This continued whenever I “stepped out of line”. I downplayed it at first. But when his verbal admonishments were not keeping me “in rein”, he started shoving me. It got worse – slapping, punching – especially when I earned more than he did. The abuse eventually got so bad that I ended up in the hospital.

Turning to Family

My in-laws were very traditional. They saw the husband as head of the household. My ex mother-in-law advised me to “not answer back”. His siblings also chose to ignore the “embarrassment”. At a family dinner they ignored my bruises,and instead talked about their business and recent holiday to London.

My family encouraged me to divorce him, but they did not offer to let my children and I move in with them. Without that assurance, I felt so insecure, like I was left all alone to fend for my children and myself.

“But Think of the Children!”

Many pressures bind women to violent relationships.

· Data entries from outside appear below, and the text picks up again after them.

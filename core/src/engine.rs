//! The drift engine, the only component with scheduled side effects.
//!
//! PER-TICK ORDER (fixed, documented, never reordered):
//!   1. Random-walk the listed channels and (slowly) the WMS count.
//!   2. Recompute derived inventory fields.
//!   3. Emit deduplicated reorder / gap alerts.
//!   4. Jitter connection health.
//!   5. Truncate the alert feed and refresh the update timestamp.
//!
//! RULES:
//!   - All randomness flows through the engine's DriftRng.
//!   - A tick runs to completion; callers must not interleave other
//!     state mutations inside one.
//!   - Demo mode freezes the scene: the tick only refreshes the
//!     update timestamp.
//!   - An unseeded state is a silent no-op, never an error.

use crate::{
    rng::DriftRng,
    state::{Alert, AlertKind, TelemetryState},
    types::UnixTime,
};

/// Reference tick cadence for the background loop.
pub const TICK_INTERVAL_SECS: u64 = 5;

/// Listed-channel walk, weighted toward small moves.
const CHANNEL_WALK: &[i64] = &[-3, -2, -1, -1, 0, 0, 0, 1, 1, 2];

/// WMS walk applied on 15% of ticks; the physical system moves slowly.
const WMS_WALK: &[i64] = &[-1, 0, 0, 1];
const WMS_WALK_PROBABILITY: f64 = 0.15;

/// Per-tick alert emission probabilities, tuned for a readable feed
/// at a 5-second cadence.
const REORDER_ALERT_PROBABILITY: f64 = 0.03;
const GAP_ALERT_PROBABILITY: f64 = 0.04;

/// Gaps beyond this many units qualify for a CRITICAL alert.
const CRITICAL_GAP_UNITS: i64 = 20;

/// Dedup guard window: newest alerts inspected per SKU.
const DEDUP_WINDOW: usize = 10;

pub struct DriftEngine {
    rng: DriftRng,
}

impl DriftEngine {
    pub fn new(rng: DriftRng) -> Self {
        Self { rng }
    }

    pub fn from_seed(seed: u64) -> Self {
        Self::new(DriftRng::seed_from_u64(seed))
    }

    pub fn from_entropy() -> Self {
        Self::new(DriftRng::from_entropy())
    }

    /// Advance the simulated world by one tick.
    pub fn tick(&mut self, state: &mut TelemetryState, now: UnixTime) {
        if !state.is_seeded() {
            log::debug!("tick skipped: state not seeded");
            return;
        }
        if state.demo_mode {
            state.last_update = now;
            return;
        }

        for idx in 0..state.inventory.len() {
            self.drift_item(state, idx);
        }
        self.jitter_connections(state, now);

        state.truncate_alerts();
        state.last_update = now;
        log::debug!(
            "tick complete: {} SKUs, {} alerts",
            state.inventory.len(),
            state.alerts.len()
        );
    }

    fn drift_item(&mut self, state: &mut TelemetryState, idx: usize) {
        let (sku, name, gap, available, reorder_point, risk_value, discrepancy, gap_message);
        {
            let item = &mut state.inventory[idx];

            let shopify_delta = self.rng.pick(CHANNEL_WALK);
            item.systems.shopify = (item.systems.shopify + shopify_delta).max(0);
            let amazon_delta = self.rng.pick(CHANNEL_WALK);
            item.systems.amazon = (item.systems.amazon + amazon_delta).max(0);
            let pos_delta = self.rng.pick(CHANNEL_WALK);
            item.systems.pos = (item.systems.pos + pos_delta).max(0);

            if self.rng.chance(WMS_WALK_PROBABILITY) {
                let wms_delta = self.rng.pick(WMS_WALK);
                item.systems.wms = (item.systems.wms + wms_delta).max(0);
            }

            item.recompute_derived();

            sku = item.id.clone();
            name = item.name.clone();
            gap = item.listing_gap();
            available = item.available;
            reorder_point = item.reorder_point;
            risk_value = item.risk_value;
            discrepancy = item.discrepancy;
            // Shopify wins exact ties when naming the overstated channel.
            gap_message = if item.systems.shopify >= item.systems.amazon {
                format!("Shopify ({})", item.systems.shopify)
            } else {
                format!("Amazon ({})", item.systems.amazon)
            };
        }

        // Dedup guard: one live reorder alert and one live gap alert
        // per SKU within the newest window.
        let recent: Vec<&Alert> = state
            .alerts
            .iter()
            .take(DEDUP_WINDOW)
            .filter(|a| a.sku.as_deref() == Some(sku.as_str()))
            .collect();
        let has_reorder = recent
            .iter()
            .any(|a| a.message.to_lowercase().contains("reorder"));
        let has_gap = recent
            .iter()
            .any(|a| a.message.to_lowercase().contains("gap"));
        drop(recent);

        if available > 0
            && available <= reorder_point
            && !has_reorder
            && self.rng.chance(REORDER_ALERT_PROBABILITY)
        {
            let id = state.next_alert_id("SIM");
            state.push_alert(Alert {
                id,
                kind: AlertKind::Warning,
                message: format!(
                    "{name} approaching reorder point: {available} available vs {reorder_point} threshold"
                ),
                risk: risk_value,
                action: None,
                sku: Some(sku.clone()),
                time: "just now".to_string(),
            });
        }

        if discrepancy && gap > CRITICAL_GAP_UNITS && !has_gap && self.rng.chance(GAP_ALERT_PROBABILITY)
        {
            let wms = state.inventory[idx].systems.wms;
            let id = state.next_alert_id("SIM");
            state.push_alert(Alert {
                id,
                kind: AlertKind::Critical,
                message: format!(
                    "{name}: {gap}-unit gap detected, {gap_message} vs WMS ({wms})"
                ),
                risk: risk_value,
                action: Some("sync_inventory".to_string()),
                sku: Some(sku),
                time: "just now".to_string(),
            });
        }
    }

    fn jitter_connections(&mut self, state: &mut TelemetryState, now: UnixTime) {
        for conn in state.connections.values_mut() {
            conn.latency_ms = (conn.latency_ms + self.rng.range_i64(-15, 15)).max(10);
            if self.rng.chance(0.02) {
                conn.status = conn.status.flipped();
            }
            conn.last_sync = now - self.rng.range_i64(5, 120);
        }
    }
}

Her partner might manipulate her into thinking she is inadequate and worthless; without support from family, friends and society, it is difficult to find the confidence to leave.

Financially, leaving can have serious consequences on the victim and her family, especially if her partner controls her finances or jeopardises her employment. Moreover, the stigma of being a divorcee remains strong in our society.

I faced some of this. Some church members felt I should stay “as long as the kids are not touched”. This made me feel ignored and dehumanised. It wasn’t in the children’s best interests either. What about the trauma it caused them to witness violence at home, or the risk to their safety? The breaking point came one night when my daughter, awakened by the noise of our fighting, came to my defence. He shoved her away. I fought back, and later filed for divorce.

Leaving: New Battles and New Beginnings

The damage to my morale and self-worth from the emotional abuse I had endured was no less harmful than the physical injuries. Violence isn’t always visible. It isn’t always black and blue. We need to recognise and reject all forms of violence around us.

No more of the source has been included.